use axum::http::StatusCode;
use axum::response::{IntoResponse, Response};
use axum::Json;
use serde::Serialize;
use storesync_core::queue::QueueError;
use storesync_core::util::compact_text;
use thiserror::Error;

#[derive(Debug, Error)]
pub enum AppError {
    #[error("Invalid request: {0}")]
    BadRequest(String),
    #[error("Not found: {0}")]
    NotFound(String),
    #[error("Conflict: {0}")]
    Conflict(String),
    #[error("Rejected: {0}")]
    Unprocessable(String),
    #[error("Configuration error: {0}")]
    Config(String),
    #[error("External dependency error: {0}")]
    External(String),
    #[error("Internal server error: {0}")]
    Internal(String),
}

#[derive(Debug, Serialize)]
struct ErrorBody {
    error: String,
}

impl AppError {
    pub fn bad_request(message: impl Into<String>) -> Self {
        Self::BadRequest(message.into())
    }

    pub fn not_found(message: impl Into<String>) -> Self {
        Self::NotFound(message.into())
    }

    pub fn conflict(message: impl Into<String>) -> Self {
        Self::Conflict(message.into())
    }
}

impl From<storesync_core::Error> for AppError {
    fn from(error: storesync_core::Error) -> Self {
        use storesync_core::Error;

        match error {
            Error::NotFound(message) => Self::NotFound(message),
            Error::InvalidInput(message) => Self::BadRequest(message),
            Error::InvalidTransition { .. } => Self::Conflict(error.to_string()),
            Error::Storefront(error) => Self::External(error.to_string()),
            other => Self::Internal(other.to_string()),
        }
    }
}

impl From<QueueError> for AppError {
    fn from(error: QueueError) -> Self {
        match error {
            QueueError::MissingMandatoryFields { .. } => Self::Unprocessable(error.to_string()),
            other => Self::BadRequest(other.to_string()),
        }
    }
}

impl IntoResponse for AppError {
    fn into_response(self) -> Response {
        let status = match self {
            Self::BadRequest(_) => StatusCode::BAD_REQUEST,
            Self::NotFound(_) => StatusCode::NOT_FOUND,
            Self::Conflict(_) => StatusCode::CONFLICT,
            Self::Unprocessable(_) => StatusCode::UNPROCESSABLE_ENTITY,
            Self::External(_) => StatusCode::BAD_GATEWAY,
            Self::Config(_) | Self::Internal(_) => StatusCode::INTERNAL_SERVER_ERROR,
        };
        if status.is_server_error() {
            tracing::error!(status = status.as_u16(), "{}", self);
        }
        let body = ErrorBody {
            error: compact_text(&self.to_string()),
        };
        (status, Json(body)).into_response()
    }
}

#####

Task objective –
Quote every entry exactly.

Answer for the task –
use axum::http::StatusCode;
use axum::response::{IntoResponse, Response};
use axum::Json;
use serde::Serialize;
use storesync_core::queue::QueueError;
use storesync_core::util::compact_text;
use thiserror::Error;

#[derive(Debug, Error)]
pub enum AppError {
    #[error("Invalid request: {0}")]
    BadRequest(String),
    #[error("Not found: {0}")]
    NotFound(String),
    #[error("Conflict: {0}")]
    Conflict(String),
    #[error("Rejected: {0}")]
    Unprocessable(String),
    #[error("Configuration error: {0}")]
    Config(String),
    #[error("External dependency error: {0}")]
    External(String),
    #[error("Internal server error: {0}")]
    Internal(String),
}

#[derive(Debug, Serialize)]
struct ErrorBody {
    error: String,
}

impl AppError {
    pub fn bad_request(message: impl Into<String>) -> Self {
        Self::BadRequest(message.into())
    }

    pub fn not_found(message: impl Into<String>) -> Self {
        Self::NotFound(message.into())
    }

    pub fn conflict(message: impl Into<String>) -> Self {
        Self::Conflict(message.into())
    }
}

impl From<storesync_core::Error> for AppError {
    fn from(error: storesync_core::Error) -> Self {
        use storesync_core::Error;

        match error {
            Error::NotFound(message) => Self::NotFound(message),
            Error::InvalidInput(message) => Self::BadRequest(message),
            Error::InvalidTransition { .. } => Self::Conflict(error.to_string()),
            Error::Storefront(error) => Self::External(error.to_string()),
            other => Self::Internal(other.to_string()),
        }
    }
}

impl From<QueueError> for AppError {
    fn from(error: QueueError) -> Self {
        match error {
            QueueError::MissingMandatoryFields { .. } => Self::Unprocessable(error.to_string()),
            other => Self::BadRequest(other.to_string()),
        }
    }
}

impl IntoResponse for AppError {
    fn into_response(self) -> Response {
        let status = match self {
            Self::BadRequest(_) => StatusCode::BAD_REQUEST,
            Self::NotFound(_) => StatusCode::NOT_FOUND,
            Self::Conflict(_) => StatusCode::CONFLICT,
            Self::Unprocessable(_) => StatusCode::UNPROCESSABLE_ENTITY,
            Self::External(_) => StatusCode::BAD_GATEWAY,
            Self::Config(_) | Self::Internal(_) => StatusCode::INTERNAL_SERVER_ERROR,
        };
        if status.is_server_error() {
            tracing::error!(status = status.as_u16(), "{}", self);
        }
        let body = ErrorBody {
            error: compact_text(&self.to_string()),
        };
        (status, Json(body)).into_response()
    }
}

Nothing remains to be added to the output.